(Records to use)

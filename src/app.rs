use axum::{
    extract::DefaultBodyLimit,
    http::{header, HeaderValue, Method},
    middleware::from_fn_with_state,
    routing::{get, post},
    Router,
};
use tokio::net::TcpListener;
use tower::ServiceBuilder;
use tower_http::{
    cors::CorsLayer,
    trace::{DefaultOnResponse, TraceLayer},
};
use tracing::Level;

use crate::config::SecurityConfig;
use crate::handlers::{protected, public};
use crate::middleware::require_identity;
use crate::state::AppState;

/// Assembles every route with its middleware stack
pub fn build_app(state: AppState) -> Router {
    let config = state.config.clone();

    let response_level = if config.api.enable_request_logging { Level::INFO } else { Level::DEBUG };

    Router::new()
        .merge(public_routes())
        .merge(protected_routes(state.clone()))
        .layer(DefaultBodyLimit::max(config.api.max_request_size_bytes))
        .layer(
            ServiceBuilder::new()
                .layer(TraceLayer::new_for_http().on_response(DefaultOnResponse::new().level(response_level)))
                .layer(cors_layer(&config.security)),
        )
        .with_state(state)
}

fn public_routes() -> Router<AppState> {
    Router::new()
        .route("/health", get(public::health))
        .route("/users", post(public::user_register))
        .route("/users/token", post(public::user_token))
}

fn protected_routes(state: AppState) -> Router<AppState> {
    Router::new()
        // Collection
        .route("/blogs", get(protected::blog_list).post(protected::blog_create))
        // Individual record
        .route(
            "/blogs/:id",
            get(protected::blog_retrieve)
                .put(protected::blog_update)
                .patch(protected::blog_partial_update)
                .delete(protected::blog_destroy),
        )
        .route("/users/me", get(protected::user_me))
        .route_layer(from_fn_with_state(state, require_identity))
}

fn cors_layer(security: &SecurityConfig) -> CorsLayer {
    if !security.enable_cors {
        return CorsLayer::new();
    }
    if security.cors_origins.iter().any(|o| o == "*") {
        return CorsLayer::permissive();
    }

    let origins: Vec<HeaderValue> = security
        .cors_origins
        .iter()
        .filter_map(|origin| match origin.parse::<HeaderValue>() {
            Ok(value) => Some(value),
            Err(_) => {
                tracing::warn!("Ignoring invalid CORS origin '{}'", origin);
                None
            }
        })
        .collect();

    CorsLayer::new()
        .allow_origin(origins)
        .allow_methods([Method::GET, Method::POST, Method::PUT, Method::PATCH, Method::DELETE])
        .allow_headers([header::AUTHORIZATION, header::CONTENT_TYPE])
}

/// Serves until ctrl-c
pub async fn serve(listener: TcpListener, state: AppState) -> anyhow::Result<()> {
    let addr = listener.local_addr()?;
    let app = build_app(state);

    tracing::info!("Blog API listening on http://{}", addr);
    axum::serve(listener, app)
        .with_graceful_shutdown(async {
            let _ = tokio::signal::ctrl_c().await;
            tracing::info!("Shutdown signal received");
        })
        .await?;

    Ok(())
}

(End Records to use)

### Your task
Only the lines from the one with "fn cors_layer(security: &SecurityConfig)" through the final line above belong in the answer, each reproduced word for word.

### Exercise output
fn cors_layer(security: &SecurityConfig) -> CorsLayer {
    if !security.enable_cors {
        return CorsLayer::new();
    }
    if security.cors_origins.iter().any(|o| o == "*") {
        return CorsLayer::permissive();
    }

    let origins: Vec<HeaderValue> = security
        .cors_origins
        .iter()
        .filter_map(|origin| match origin.parse::<HeaderValue>() {
            Ok(value) => Some(value),
            Err(_) => {
                tracing::warn!("Ignoring invalid CORS origin '{}'", origin);
                None
            }
        })
        .collect();

    CorsLayer::new()
        .allow_origin(origins)
        .allow_methods([Method::GET, Method::POST, Method::PUT, Method::PATCH, Method::DELETE])
        .allow_headers([header::AUTHORIZATION, header::CONTENT_TYPE])
}

/// Serves until ctrl-c
pub async fn serve(listener: TcpListener, state: AppState) -> anyhow::Result<()> {
    let addr = listener.local_addr()?;
    let app = build_app(state);

    tracing::info!("Blog API listening on http://{}", addr);
    axum::serve(listener, app)
        .with_graceful_shutdown(async {
            let _ = tokio::signal::ctrl_c().await;
            tracing::info!("Shutdown signal received");
        })
        .await?;

    Ok(())
}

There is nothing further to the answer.